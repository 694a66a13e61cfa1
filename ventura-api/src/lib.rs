use axum::{http::Method, Router};
use tower_http::cors::CorsLayer;
use tower_http::trace::TraceLayer;

pub mod availability;
pub mod bookings;
pub mod error;
pub mod payments;
pub mod state;
pub mod stats;

pub use state::AppState;

pub fn app(state: AppState) -> Router {
    let cors = CorsLayer::new()
        .allow_origin(tower_http::cors::Any)
        .allow_methods([Method::GET, Method::POST, Method::OPTIONS])
        .allow_headers([
            axum::http::header::CONTENT_TYPE,
            axum::http::header::USER_AGENT,
        ]);

    Router::new()
        .merge(availability::routes())
        .merge(bookings::routes())
        .merge(payments::routes())
        .merge(stats::routes())
        .layer(cors)
        .layer(TraceLayer::new_for_http())
        .with_state(state)
}
use serde::{Deserialize, Serialize, Serializer};
use std::fmt;

/// Wrapper for guest contact data (email, phone) that never prints its value
/// through `Debug` or `Display`.
///
/// Serialization passes the real value through: the supplier needs it, the logs don't.
#[derive(Clone, Default, PartialEq, Eq, Deserialize)]
#[serde(transparent)]
pub struct Masked<T>(pub T);

impl<T> fmt::Debug for Masked<T> {
    fn fmt(&self, f: &mut fmt::Formatter<'_>) -> fmt::Result {
        write!(f, "********")
    }
}

impl<T> fmt::Display for Masked<T> {
    fn fmt(&self, f: &mut fmt::Formatter<'_>) -> fmt::Result {
        write!(f, "********")
    }
}

impl<T: Serialize> Serialize for Masked<T> {
    fn serialize<S>(&self, serializer: S) -> Result<S::Ok, S::Error>
    where
        S: Serializer,
    {
        self.0.serialize(serializer)
    }
}

impl<T> Masked<T> {
    pub fn new(value: T) -> Self {
        Self(value)
    }

    /// Borrow the underlying value. Call sites are the places PII leaves the process.
    pub fn expose(&self) -> &T {
        &self.0
    }

    pub fn into_inner(self) -> T {
        self.0
    }
}

impl From<String> for Masked<String> {
    fn from(value: String) -> Self {
        Self(value)
    }
}

impl From<&str> for Masked<String> {
    fn from(value: &str) -> Self {
        Self(value.to_string())
    }
}
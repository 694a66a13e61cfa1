use std::collections::HashMap;

use async_trait::async_trait;
use chrono::{DateTime, Utc};
use tokio::sync::RwLock;
use ventura_core::repository::BookingStatsRepository;
use ventura_core::CoreResult;

/// Confirmed bookings per product, kept in memory.
#[derive(Default)]
pub struct InMemoryBookingStats {
    confirmed: RwLock<HashMap<String, Vec<(String, DateTime<Utc>)>>>,
}

impl InMemoryBookingStats {
    pub fn new() -> Self {
        Self::default()
    }
}

#[async_trait]
impl BookingStatsRepository for InMemoryBookingStats {
    async fn record_confirmed(&self, product_id: &str, booking_id: &str, at: DateTime<Utc>) -> CoreResult<()> {
        let mut confirmed = self.confirmed.write().await;
        let entries = confirmed.entry(product_id.to_string()).or_default();
        // a booking is counted once however often its confirmation is seen
        if !entries.iter().any(|(id, _)| id == booking_id) {
            entries.push((booking_id.to_string(), at));
        }
        Ok(())
    }

    async fn count_since(&self, product_id: &str, since: DateTime<Utc>) -> CoreResult<u64> {
        let confirmed = self.confirmed.read().await;
        let count = confirmed
            .get(product_id)
            .map(|entries| entries.iter().filter(|(_, at)| *at >= since).count())
            .unwrap_or(0);
        Ok(count as u64)
    }
}
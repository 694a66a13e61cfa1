use axum::{
    http::StatusCode,
    response::{IntoResponse, Response},
    Json,
};
use serde_json::json;
use ventura_core::CoreError;
use ventura_order::ValidationErrors;

#[derive(Debug)]
pub enum AppError {
    BadRequest(String),
    NotFoundError(String),
    PaymentRequired(String),
    Unprocessable(String),
    Validation(ValidationErrors),
    UpstreamError(String),
    InternalServerError(String),
}

impl IntoResponse for AppError {
    fn into_response(self) -> Response {
        let (status, error_message) = match self {
            AppError::BadRequest(msg) => (StatusCode::BAD_REQUEST, msg),
            AppError::NotFoundError(msg) => (StatusCode::NOT_FOUND, msg),
            AppError::PaymentRequired(msg) => (StatusCode::PAYMENT_REQUIRED, msg),
            AppError::Unprocessable(msg) => (StatusCode::UNPROCESSABLE_ENTITY, msg),
            AppError::Validation(errors) => {
                let body = Json(json!({
                    "error": errors.to_string(),
                    "fields": errors.to_map(),
                }));
                return (StatusCode::UNPROCESSABLE_ENTITY, body).into_response();
            }
            AppError::UpstreamError(msg) => {
                tracing::warn!("Supplier request failed: {}", msg);
                (StatusCode::BAD_GATEWAY, msg)
            }
            AppError::InternalServerError(msg) => {
                tracing::error!("Internal Server Error: {}", msg);
                (StatusCode::INTERNAL_SERVER_ERROR, "Internal Server Error".to_string())
            }
        };

        let body = Json(json!({
            "error": error_message,
        }));

        (status, body).into_response()
    }
}

impl From<CoreError> for AppError {
    fn from(err: CoreError) -> Self {
        let message = err.user_message();
        match err {
            CoreError::NotFound(_) => AppError::NotFoundError(message),
            CoreError::ValidationError(_) => AppError::BadRequest(message),
            CoreError::ConfigurationInvalid(_) => AppError::Unprocessable(message),
            CoreError::PaymentDeclined(_) => AppError::PaymentRequired(message),
            CoreError::Api { status: Some(status), .. } if status >= 500 => {
                AppError::UpstreamError(message)
            }
            CoreError::Api { .. } => AppError::Unprocessable(message),
            CoreError::Transport(_) => AppError::UpstreamError(message),
            CoreError::InternalError(detail) => AppError::InternalServerError(detail),
        }
    }
}

impl From<ValidationErrors> for AppError {
    fn from(errors: ValidationErrors) -> Self {
        AppError::Validation(errors)
    }
}
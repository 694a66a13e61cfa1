use std::sync::Arc;

use tracing::{info, warn};
use ventura_core::payment::{PaymentProvider, PaymentSession};
use ventura_core::supplier::SupplierBookingApi;
use ventura_core::CoreError;
use ventura_shared::Booking;

use crate::checkout::{CheckoutError, CheckoutMachine, CheckoutStage, PendingAction};
use crate::commit::{CommitPoller, PollPolicy};
use crate::models::{AdditionalQuestions, GuestData};
use crate::orchestrator::PaymentOrchestrator;
use crate::resolver::QuestionResolver;
use crate::validation::validate_guest;

/// Runs one guest's checkout against the supplier and payment provider,
/// feeding every result into a [`CheckoutMachine`].
pub struct CheckoutDriver {
    supplier: Arc<dyn SupplierBookingApi>,
    resolver: QuestionResolver,
    payments: PaymentOrchestrator,
    poller: CommitPoller,
    wait_for_confirmation: bool,
    machine: CheckoutMachine,
    displayed: AdditionalQuestions,
    booking: Option<Booking>,
}

impl CheckoutDriver {
    pub fn new(
        booking_id: &str,
        supplier: Arc<dyn SupplierBookingApi>,
        provider: Arc<dyn PaymentProvider>,
        policy: PollPolicy,
    ) -> Self {
        Self {
            resolver: QuestionResolver::new(supplier.clone()),
            payments: PaymentOrchestrator::new(provider),
            poller: CommitPoller::new(supplier.clone(), policy),
            supplier,
            wait_for_confirmation: true,
            machine: CheckoutMachine::new(booking_id),
            displayed: AdditionalQuestions::default(),
            booking: None,
        }
    }

    pub fn wait_for_confirmation(mut self, wait: bool) -> Self {
        self.wait_for_confirmation = wait;
        self
    }

    pub fn machine(&self) -> &CheckoutMachine {
        &self.machine
    }

    pub fn machine_mut(&mut self) -> &mut CheckoutMachine {
        &mut self.machine
    }

    /// Questions the guest still has to answer by hand.
    pub fn displayed_questions(&self) -> &AdditionalQuestions {
        &self.displayed
    }

    pub fn booking(&self) -> Option<&Booking> {
        self.booking.as_ref()
    }

    fn booking_id(&self) -> String {
        self.machine.booking_id().to_string()
    }

    pub async fn load(&mut self) -> Result<CheckoutStage, CheckoutError> {
        let booking_id = self.booking_id();
        let booking = match self.supplier.get_booking(&booking_id).await {
            Ok(booking) => booking,
            Err(e) => {
                warn!(%booking_id, error = %e, "Failed to load booking");
                None
            }
        };

        let stage = self.machine.booking_loaded(booking.as_ref())?;
        self.booking = booking;

        if stage == CheckoutStage::Questions {
            match self.resolver.resolve(&booking_id).await {
                Ok(resolved) => self.displayed = resolved.additional,
                Err(e) => {
                    warn!(%booking_id, error = %e, "Failed to load booking questions");
                    self.machine.report_error(&e);
                }
            }
        }
        Ok(stage)
    }

    /// Validate locally, then submit. Nothing reaches the supplier when validation fails.
    pub async fn submit_answers(&mut self, guest: &GuestData) -> Result<CheckoutStage, CheckoutError> {
        validate_guest(guest, &self.displayed)?;
        self.machine.begin(PendingAction::SubmitAnswers)?;

        let booking_id = self.booking_id();
        let result = self.resolver.answer(&booking_id, guest).await;
        if let Ok(report) = &result {
            self.booking = Some(report.booking.clone());
            if let Some(outstanding) = &report.outstanding {
                self.displayed = outstanding.questions.clone();
            }
        }
        self.machine.answers_submitted(&result)
    }

    pub fn proceed_to_payment(&mut self) -> Result<CheckoutStage, CheckoutError> {
        self.machine.proceed_to_payment()
    }

    pub fn edit_answers(&mut self) -> Result<CheckoutStage, CheckoutError> {
        self.machine.edit_answers()
    }

    /// Open a payment session for the booking. When nothing is due the
    /// booking is committed straight away.
    pub async fn start_payment(&mut self) -> Result<PaymentSession, CheckoutError> {
        self.machine.begin(PendingAction::InitPayment)?;

        let booking_id = self.booking_id();
        let result = match self.fresh_booking(&booking_id).await {
            Ok(booking) => {
                let session = self.payments.initialize_payment(&booking).await;
                self.booking = Some(booking);
                session
            }
            Err(e) => Err(e),
        };
        let stage = self.machine.payment_initialized(&result)?;
        let session = result?;

        if stage == CheckoutStage::Committing {
            info!(%booking_id, "Payment skipped, committing");
            self.commit().await?;
        }
        Ok(session)
    }

    pub async fn complete_payment(&mut self, client_secret: &str) -> Result<CheckoutStage, CheckoutError> {
        self.machine.begin(PendingAction::Pay)?;
        let result = self.payments.confirm(client_secret).await;
        let stage = self.machine.payment_confirmed(&result)?;
        if stage == CheckoutStage::Committing {
            return self.commit().await;
        }
        Ok(stage)
    }

    /// Commit and wait for the supplier. Also the retry path after a failed commit.
    pub async fn commit(&mut self) -> Result<CheckoutStage, CheckoutError> {
        self.machine.begin(PendingAction::Commit)?;
        let booking_id = self.booking_id();
        let max_wait = self.poller.policy().max_wait.as_secs();
        let result = self
            .poller
            .commit(&booking_id, self.wait_for_confirmation, max_wait)
            .await;
        if let Ok(commit) = &result {
            self.booking = Some(commit.booking.clone());
        }
        self.machine.commit_finished(&result)
    }

    async fn fresh_booking(&self, booking_id: &str) -> Result<Booking, CoreError> {
        self.supplier
            .get_booking(booking_id)
            .await?
            .ok_or_else(|| CoreError::NotFound(booking_id.to_string()))
    }
}
use serde::{Deserialize, Serialize};
use tracing::warn;

/// Declared input type of a supplier question.
///
/// The supplier sends an open string; anything unrecognised is read as `Text`
/// so new supplier types still render as a plain input.
#[derive(Debug, Clone, Copy, PartialEq, Eq, Hash, Serialize, Deserialize)]
#[serde(from = "String", into = "String")]
pub enum QuestionType {
    Text,
    Textarea,
    Select,
    Multiselect,
    Boolean,
    Date,
    Number,
    Email,
    Phone,
}

impl QuestionType {
    pub fn parse(raw: &str) -> Self {
        match raw.trim().to_uppercase().as_str() {
            "TEXT" => Self::Text,
            "TEXTAREA" => Self::Textarea,
            "SELECT" => Self::Select,
            "MULTISELECT" | "MULTI_SELECT" => Self::Multiselect,
            "BOOLEAN" | "CHECKBOX" => Self::Boolean,
            "DATE" => Self::Date,
            "NUMBER" | "INTEGER" => Self::Number,
            "EMAIL" => Self::Email,
            "PHONE" | "TEL" => Self::Phone,
            _ => {
                warn!(question_type = raw, "Unknown question type, reading as TEXT");
                Self::Text
            }
        }
    }

    pub fn as_str(&self) -> &'static str {
        match self {
            Self::Text => "TEXT",
            Self::Textarea => "TEXTAREA",
            Self::Select => "SELECT",
            Self::Multiselect => "MULTISELECT",
            Self::Boolean => "BOOLEAN",
            Self::Date => "DATE",
            Self::Number => "NUMBER",
            Self::Email => "EMAIL",
            Self::Phone => "PHONE",
        }
    }

    pub fn is_choice(&self) -> bool {
        matches!(self, Self::Select | Self::Multiselect)
    }
}

impl From<String> for QuestionType {
    fn from(raw: String) -> Self {
        Self::parse(&raw)
    }
}

impl From<QuestionType> for String {
    fn from(value: QuestionType) -> Self {
        value.as_str().to_string()
    }
}

#[derive(Debug, Clone, PartialEq, Eq, Serialize, Deserialize)]
pub struct QuestionOption {
    pub label: String,
    pub value: String,
}

/// A single data-collection field; the same shape at booking, availability and person level.
#[derive(Debug, Clone, PartialEq, Serialize, Deserialize)]
#[serde(rename_all = "camelCase")]
pub struct Question {
    pub id: String,
    pub label: String,
    #[serde(rename = "type")]
    pub question_type: QuestionType,
    #[serde(default)]
    pub data_type: Option<String>,
    #[serde(default)]
    pub data_format: Option<String>,
    #[serde(default)]
    pub is_required: bool,
    #[serde(default)]
    pub answer_value: Option<String>,
    #[serde(default)]
    pub available_options: Vec<QuestionOption>,
}

impl Question {
    pub fn new(id: &str, label: &str, question_type: QuestionType) -> Self {
        Self {
            id: id.to_string(),
            label: label.to_string(),
            question_type,
            data_type: None,
            data_format: None,
            is_required: false,
            answer_value: None,
            available_options: Vec::new(),
        }
    }

    pub fn required(mut self) -> Self {
        self.is_required = true;
        self
    }

    pub fn with_answer(mut self, value: &str) -> Self {
        self.answer_value = Some(value.to_string());
        self
    }

    pub fn with_options(mut self, options: &[(&str, &str)]) -> Self {
        self.available_options = options
            .iter()
            .map(|(label, value)| QuestionOption {
                label: label.to_string(),
                value: value.to_string(),
            })
            .collect();
        self
    }

    /// Would `value` satisfy this question if it were required?
    ///
    /// Booleans only accept the literal `"true"`: an unchecked acknowledgment
    /// counts as unanswered.
    pub fn accepts(&self, value: &str) -> bool {
        match self.question_type {
            QuestionType::Boolean => value == "true",
            _ => !value.trim().is_empty(),
        }
    }

    /// Whether the current answer counts as given.
    pub fn is_answered(&self) -> bool {
        match self.answer_value.as_deref() {
            None => false,
            Some(value) if self.is_required => self.accepts(value),
            Some(value) => !value.trim().is_empty(),
        }
    }

    /// Required and not yet answered.
    pub fn is_outstanding(&self) -> bool {
        self.is_required && !self.is_answered()
    }
}

/// One guest slot within an availability.
#[derive(Debug, Clone, PartialEq, Serialize, Deserialize)]
#[serde(rename_all = "camelCase")]
pub struct Person {
    pub id: String,
    /// Pricing category the slot was created from, e.g. "Adult"
    pub pricing_category_label: String,
    #[serde(default)]
    pub is_questions_complete: bool,
    #[serde(default)]
    pub questions: Vec<Question>,
}

impl Person {
    pub fn outstanding_count(&self) -> usize {
        self.questions.iter().filter(|q| q.is_outstanding()).count()
    }
}
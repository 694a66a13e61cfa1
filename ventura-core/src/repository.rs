use async_trait::async_trait;
use chrono::{DateTime, Utc};

use crate::CoreResult;

/// Analytics sink for confirmed bookings, read for urgency messaging
/// ("12 people booked this in the last 24 hours"). The checkout flow never
/// depends on it for correctness.
#[async_trait]
pub trait BookingStatsRepository: Send + Sync {
    async fn record_confirmed(
        &self,
        product_id: &str,
        booking_id: &str,
        at: DateTime<Utc>,
    ) -> CoreResult<()>;

    async fn count_since(&self, product_id: &str, since: DateTime<Utc>) -> CoreResult<u64>;
}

_ _ _

Take the line above containing "self.booking.as_ref()", the line containing "let booking = match", and all lines in between, and copy them exactly without anything else.

(SOLUTION TO THE PROBLEM):
        self.booking.as_ref()
    }

    fn booking_id(&self) -> String {
        self.machine.booking_id().to_string()
    }

    pub async fn load(&mut self) -> Result<CheckoutStage, CheckoutError> {
        let booking_id = self.booking_id();
        let booking = match self.supplier.get_booking(&booking_id).await {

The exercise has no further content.